RTA: All Americans, and especially churches, should resist the temptation to view some lives as unworthy of life. Physician-assisted suicide sends the message that some people are better off dead. That’s a lie. Our culture must resist it. And our laws must respect the equal dignity of every member of the human family.
The D.C. assisted suicide bill, like most, attempts to define which lives are unworthy of legal protection and thus eligible for physician assistance in killing. That definition is unavoidably a statement of who is unworthy of legal protection. There is no way around it. The attempt to define which lives are eligible for suicide is a grave injustice: It violates human dignity and equality before the law. It declares that some lives matter less than others.
ATW: A lot of observers might look on at this and say, “Physician Assisted Suicide doesn’t harm me. Why should I care?”
RTA: Our law and our public policy shape our culture, and our culture will either view the elderly and the disabled as burdens to be disposed of, or as people to be loved and cared for.

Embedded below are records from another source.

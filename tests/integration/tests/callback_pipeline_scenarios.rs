//! End-to-end scenarios over the public harness APIs, with the in-memory
//! store standing in for the shared backend and the scripted client double
//! standing in for the browser.

use std::sync::Arc;

use mira_core::{generate_session_id, HarnessConfig};
use mira_driver::{markers, NetworkConditions, PageDriver};
use mira_harness::doubles::ScriptedClientPage;
use mira_harness::injector::inject_burst;
use mira_harness::verifier::{await_delivery, await_processed, await_searching_state};
use mira_harness::{property_search_flow, FlowRunner, RunContext, SessionCleanup};
use mira_storage::MemoryCallbackStore;

fn fast_config() -> HarnessConfig {
    let mut config = HarnessConfig::default();
    config.step_delay_ms = 10;
    config.page_load_timeout_ms = 500;
    config.response_timeout_ms = 500;
    config.searching_state_timeout_ms = 300;
    config.callback_timeout_ms = 1_000;
    config.processed_timeout_ms = 500;
    config.processed_poll_interval_ms = 20;
    config.delivery_fallback_timeout_ms = 500;
    config
}

fn harness() -> (MemoryCallbackStore, Arc<ScriptedClientPage>, RunContext) {
    let session_id = generate_session_id();
    let store = MemoryCallbackStore::new();
    let page = Arc::new(ScriptedClientPage::new(session_id.clone(), store.clone()));
    let ctx = RunContext::new(
        Arc::new(store.clone()),
        Arc::clone(&page) as Arc<dyn PageDriver>,
        session_id,
        fast_config(),
    );
    (store, page, ctx)
}

// Scenario: single iteration delivered and processed end to end.
#[tokio::test]
async fn integration_single_iteration_delivers_two_properties() {
    let (store, _page, ctx) = harness();
    let result = FlowRunner::new(ctx.clone())
        .run(&property_search_flow(), 1)
        .await;

    assert!(result.success, "errors: {:?}", result.errors);
    assert_eq!(result.completed_iterations, 1);
    let iteration = result.iteration_results().next().expect("iteration entry");
    assert_eq!(iteration.rendered_count, 2);
    assert!(iteration.callback_processed);

    // Backend agrees: the record exists and is no longer pending.
    let records = store.records_for_session(&ctx.session_id);
    assert_eq!(records.len(), 1);
    assert!(!records[0].pending);
}

// Scenario: run to the historically failure-prone second confirmation.
#[tokio::test]
async fn integration_second_iteration_completes_with_both_confirmations_logged() {
    let (_store, _page, ctx) = harness();
    let result = FlowRunner::new(ctx).run(&property_search_flow(), 2).await;

    assert!(result.success, "errors: {:?}", result.errors);
    assert_eq!(result.completed_iterations, 2);
    let steps: Vec<&str> = result.step_results().map(|s| s.step.as_str()).collect();
    assert!(steps.contains(&"SUMMARY_CONFIRMATION"));
    assert!(steps.contains(&"SECOND_CONFIRMATION"));
    assert!(result.step_results().all(|step| step.success));
}

// Scenario: the backend never writes the callback. The searching state is
// observed, delivery times out inside its deadline, and the client's polling
// fallback left its trace in the console.
#[tokio::test]
async fn integration_missing_callback_times_out_with_polling_fallback_active() {
    let (_store, page, ctx) = harness();

    page.click(markers::PRIMARY_OPTION_BUTTON).await.expect("open chat");
    page.fill(markers::CHAT_INPUT, "Sí, confirmo la búsqueda")
        .await
        .expect("fill");
    page.click(markers::SEND_BUTTON).await.expect("send");

    await_searching_state(&ctx).await.expect("searching state observed");

    let started = std::time::Instant::now();
    let outcome = await_delivery(&ctx, 300).await.expect("timeout is data");
    assert!(!outcome.delivered);
    assert!(started.elapsed().as_millis() < 2_000, "wait must stay bounded");

    let console = page.drain_console().await.expect("console");
    assert!(
        console.iter().any(|line| line.text.contains("polling")),
        "polling fallback should have logged activity"
    );
    // The loading state is still showing; nothing ever arrived.
    assert!(page
        .is_visible(markers::SEARCH_LOADING)
        .await
        .expect("visibility"));
}

// Multiple rapid callbacks: the harness only asserts that at least one of
// them was consumed.
#[tokio::test]
async fn integration_rapid_callback_burst_processes_at_least_one() {
    let (store, _page, ctx) = harness();
    let ids = inject_burst(&ctx, &[1, 2, 3]).await.expect("burst");
    assert_eq!(ids.len(), 3);

    let outcome = await_delivery(&ctx, 1_000).await.expect("delivery");
    assert!(outcome.delivered);

    let mut processed = 0;
    for id in ids {
        if await_processed(&ctx, id, 100).await.expect("poll") {
            processed += 1;
        }
    }
    assert!(processed >= 1, "at least one burst callback must be consumed");
}

// Degraded network: under slow 3g the pipeline still verifies; a full
// outage stalls delivery until conditions are restored.
#[tokio::test]
async fn integration_degraded_network_still_verifies_after_restore() {
    let (_store, page, ctx) = harness();

    page.emulate_network(&NetworkConditions::slow_3g())
        .await
        .expect("slow 3g");
    let result = FlowRunner::new(ctx.clone())
        .run(&property_search_flow(), 1)
        .await;
    assert!(result.success, "slow 3g errors: {:?}", result.errors);

    // Fresh page state; the first run already rendered its results.
    page.navigate(&ctx.config.base_url).await.expect("reload");
    page.emulate_network(&NetworkConditions::offline())
        .await
        .expect("offline");
    mira_harness::injector::inject(&ctx, 2).await.expect("inject while offline");
    let stalled = await_delivery(&ctx, 200).await.expect("bounded wait");
    assert!(!stalled.delivered);

    page.emulate_network(&NetworkConditions::restored())
        .await
        .expect("restore");
    let recovered = await_delivery(&ctx, 1_000).await.expect("delivery");
    assert!(recovered.delivered);
    assert_eq!(recovered.rendered_count, 2);
}

// Cleanup leaves the shared backend exactly as found, for this session.
#[tokio::test]
async fn integration_run_then_cleanup_leaves_no_session_rows() {
    let (store, _page, ctx) = harness();
    store.register_chat_session(&ctx.session_id);
    let cleanup = SessionCleanup::new(Arc::clone(&ctx.store), ctx.session_id.clone());

    let result = FlowRunner::new(ctx.clone())
        .run(&property_search_flow(), 3)
        .await;
    assert!(result.success, "errors: {:?}", result.errors);
    assert_eq!(store.records_for_session(&ctx.session_id).len(), 3);

    cleanup.run().await;
    assert!(store.records_for_session(&ctx.session_id).is_empty());
    assert!(!store.chat_session_exists(&ctx.session_id));
}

Law shapes culture. My Ph.D. is in political philosophy, and much of my work at Heritage has focused on the importance of marriage as an institution and religious liberty—and how the law will either support or undermine these institutions. We tend to think about law and policy only in terms of individuals—individual rights and individual harms. But that’s a woefully insufficient way to think about politics. My work has really focused on the importance of institutions, and how the law shapes institutions. As I point out in the report, physician-assisted suicide will change the practice of medicine and the nature of inter-generational family obligations. We need a philosophy of institutions as well as of individuals to understand this.
ATW: Advocates for Physician Assisted Suicide argue that terminally ill persons should have the right to choose a humane death rather than suffer. Are you saying that you’d rather have people suffer than die peacefully?
RTA: Of course not! Though I only became aware of her story after my report went to editing, Kara Tippetts provides a wonderful example of what a natural death with dignity looks like.
Physicians are always to care, never to kill. They are to eliminate illness and disease but never eliminate their patients. Not every medical means must be used. Patients can refuse or doctors can withhold particular treatments that are useless or causing more harm than good. But in deciding that a treatment is useless, we must not decide that a patient is worthless. Doctors should not kill. But doctors should help their patients die a natural death with dignity.
Instead of embracing PAS, we should respond to suffering with true compassion and solidarity. People seeking PAS typically suffer from depression or other mental illnesses, as well as simply from loneliness. Instead of helping them to kill themselves, we should offer them appropriate medical care and human presence. For those in physical pain, pain management and other palliative medicine can manage their symptoms effectively. For those for whom death is imminent, hospice care and fellowship can accompany them in their last days. Anything less falls short of what human dignity requires. The real challenge facing society is to make quality end-of-life care available to all.
Doctors should help their patients to die a dignified death of natural causes, not assist in killing. Physicians are always to care, never to kill. They properly seek to alleviate suffering, and it is reasonable to withhold or withdraw medical interventions that are not worthwhile. However, to judge that a patient’s life is not worthwhile and deliberately hasten his or her end is another thing altogether.